Words and Images by: Evander Pedersen, Jara Atienza and Montse Vila-Masana

In the second week of July 2016, Vincent and two other workers in a small bike and scooter shop in Barcelona were introduced to a new colleague. Over a couple of weeks, his new mate became part of the team that, next to Vincent, rented bikes and scooters to tourists in the Catalan city. That was until their colleague revealed his true identity; he wasn’t a new colleague, but a businessman trying to get a look into the company. Instead of injecting capital into the business, he wanted to hire his relatives, which meant that Vincent and the other workers would lose their jobs. But they’d not only lose their jobs but also lose their shelter, they all used to sleep in the shop.

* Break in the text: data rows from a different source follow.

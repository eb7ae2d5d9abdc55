//! Turn resolution state machine (authority only).
//!
//! ## Lifecycle
//!
//! ```text
//! begin_turn ──> submissions / timer ticks ──> resolve(turn)
//!     ^                                            │
//!     └──────────── not the last turn ─────────────┤
//!                                                  └──> finished
//! ```
//!
//! `begin_turn` increments the turn counter, clears submissions, refills
//! every participant's energy, draws one card each, and re-arms the timer.
//! `resolve` runs at most once per turn: triggers for a turn that is not
//! current, a turn already resolving, or a finished match are suppressed.

use std::sync::Arc;

use serde::{Deserialize, Serialize};
use tracing::{debug, info};

use super::submission::SubmissionCollector;
use super::timer::{TimerController, TimerStep};
use crate::cards::{AbilityTag, CardCatalog, CardId};
use crate::core::{MatchConfig, MatchState, ParticipantId, ParticipantMap};
use crate::rules::{trim_submission, AbilityEngine, TrimmedSubmission};

/// What one participant did in a resolved turn.
#[derive(Clone, Debug, Default, PartialEq, Eq, Serialize, Deserialize)]
pub struct ParticipantTurn {
    /// Cards that took effect, after trimming.
    pub played: Vec<CardId>,

    /// Ability tags that applied.
    pub abilities: Vec<AbilityTag>,

    /// Power after doubling and blocking.
    pub final_power: i32,
}

/// Result of resolving one turn.
#[derive(Clone, Debug, PartialEq, Eq, Serialize, Deserialize)]
pub struct TurnReport {
    /// The turn that was resolved (not the one now current).
    pub turn: u32,

    /// Per-participant play.
    pub results: ParticipantMap<ParticipantTurn>,

    /// Whether this was the final turn.
    pub finished: bool,
}

/// Drives turns on the authority.
///
/// Owns the submission collector and the turn timer; both feed `resolve`.
#[derive(Clone, Debug)]
pub struct TurnResolver {
    config: MatchConfig,
    catalog: Arc<CardCatalog>,
    submissions: SubmissionCollector,
    timer: TimerController,
    turn: u32,
    resolving: bool,
    finished: bool,
}

impl TurnResolver {
    /// Create a resolver for a match.
    #[must_use]
    pub fn new(config: MatchConfig, catalog: Arc<CardCatalog>) -> Self {
        let timer = TimerController::new(config.turn_duration);
        Self {
            config,
            catalog,
            submissions: SubmissionCollector::new(),
            timer,
            turn: 0,
            resolving: false,
            finished: false,
        }
    }

    /// Begin turn 1. Does nothing once the match has started.
    pub fn start(&mut self, state: &mut MatchState) {
        if state.turn > 0 {
            debug!(turn = state.turn, "match already started");
            return;
        }
        self.begin_turn(state);
    }

    /// Start the next turn.
    pub fn begin_turn(&mut self, state: &mut MatchState) {
        state.turn += 1;
        self.turn = state.turn;
        self.submissions.clear();
        for (_, participant) in state.participants.iter_mut() {
            participant.refill(self.config.max_energy);
            participant.draw();
        }
        self.resolving = false;
        self.timer.arm(state.turn);
        info!(turn = state.turn, total = self.config.total_turns, "turn started");
    }

    /// Take over an in-progress match from replicated state.
    ///
    /// Used when this process becomes the authority mid-match: the current
    /// turn's submissions restart empty and the timer is re-armed.
    pub fn resume(&mut self, state: &MatchState, finished: bool) {
        self.submissions.clear();
        self.turn = state.turn;
        self.resolving = false;
        self.finished = finished;
        if state.turn > 0 && !finished {
            self.timer.arm(state.turn);
        } else {
            self.timer.stop();
        }
    }

    /// Record a participant's submission for the current turn.
    ///
    /// Returns false when the match is already finished.
    pub fn submit(&mut self, participant: ParticipantId, cards: Vec<CardId>) -> bool {
        if self.finished {
            debug!(participant = %participant, "submission after match end ignored");
            return false;
        }
        debug!(participant = %participant, cards = cards.len(), "submission recorded");
        self.submissions.submit(participant, cards);
        true
    }

    /// Check whether every participant has submitted this turn.
    #[must_use]
    pub fn all_submitted(&self, state: &MatchState) -> bool {
        !state.participants.is_empty() && self.submissions.is_complete(state.participants.ids())
    }

    /// Advance the turn timer by one second.
    pub fn tick(&mut self) -> TimerStep {
        self.timer.tick()
    }

    /// Resolve `turn` if it is current and not already resolving.
    ///
    /// On success the match has already moved on: either the next turn has
    /// begun or the match is finished.
    pub fn resolve(&mut self, state: &mut MatchState, turn: u32) -> Option<TurnReport> {
        if self.finished || self.resolving || state.turn == 0 || turn != state.turn {
            debug!(
                turn,
                current = state.turn,
                resolving = self.resolving,
                finished = self.finished,
                "resolution trigger suppressed"
            );
            return None;
        }
        self.resolving = true;
        self.timer.stop();

        let scores_before = state.scores();
        let mut trimmed: ParticipantMap<TrimmedSubmission> = ParticipantMap::new();
        for (id, participant) in state.participants.iter_mut() {
            let cards = self.submissions.get(id).unwrap_or_default();
            // Submitted cards leave the hand even if trimming drops them
            for card in cards {
                participant.remove_from_hand(*card);
            }
            let submission = trim_submission(&self.catalog, cards, participant.energy);
            participant.spend(submission.cost);
            trimmed.insert(id, submission);
        }

        let outcomes = AbilityEngine::apply(&trimmed, &scores_before);
        for (id, participant) in state.participants.iter_mut() {
            let Some(outcome) = outcomes.get(id) else { continue };
            participant.score = participant.score.saturating_add(outcome.score_delta);
            for _ in 0..outcome.extra_draws {
                participant.draw();
            }
        }

        let results = trimmed.map(|id, sub| ParticipantTurn {
            played: sub.played.clone(),
            abilities: sub.abilities.clone(),
            final_power: outcomes.get(id).map_or(0, |o| o.final_power),
        });

        let resolved = state.turn;
        let finished = self.config.is_last_turn(resolved);
        info!(turn = resolved, finished, "turn resolved");
        if finished {
            self.finished = true;
        } else {
            self.begin_turn(state);
        }

        Some(TurnReport {
            turn: resolved,
            results,
            finished,
        })
    }

    /// Turn most recently begun (0 before the match starts).
    #[must_use]
    pub fn turn(&self) -> u32 {
        self.turn
    }

    /// Check whether the final turn has been resolved.
    #[must_use]
    pub fn is_finished(&self) -> bool {
        self.finished
    }

    /// Check whether the current turn is being (or has been) resolved.
    #[must_use]
    pub fn is_resolving(&self) -> bool {
        self.resolving
    }

    /// Current turn's submissions.
    #[must_use]
    pub fn submissions(&self) -> &SubmissionCollector {
        &self.submissions
    }

    /// The turn timer.
    #[must_use]
    pub fn timer(&self) -> &TimerController {
        &self.timer
    }

    /// Match configuration.
    #[must_use]
    pub fn config(&self) -> &MatchConfig {
        &self.config
    }

    /// Card catalog.
    #[must_use]
    pub fn catalog(&self) -> &Arc<CardCatalog> {
        &self.catalog
    }
}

A week later, the 49 year-old Vincent went from being an adventurous Londoner who had quit his nine-to-five job as an educator back in 2013 and bought a one-way ticket to Spain, to a homeless man in Barcelona. That July, Vincent became one of the 1,000 homeless people sleeping in the streets in Barcelona. Another 2,000 people tend to have a night shelter in hostels or social shelters. In the city, the number of homeless people has varied throughout the years. According to the recent study by Joan Uribe, Ines Marco and Albert Sales in The situation of homelessness in Barcelona -evolution and intervention policies, the number of those affected is a lot more stable since the growth that took place after the financial crisis of 2008 to 2011.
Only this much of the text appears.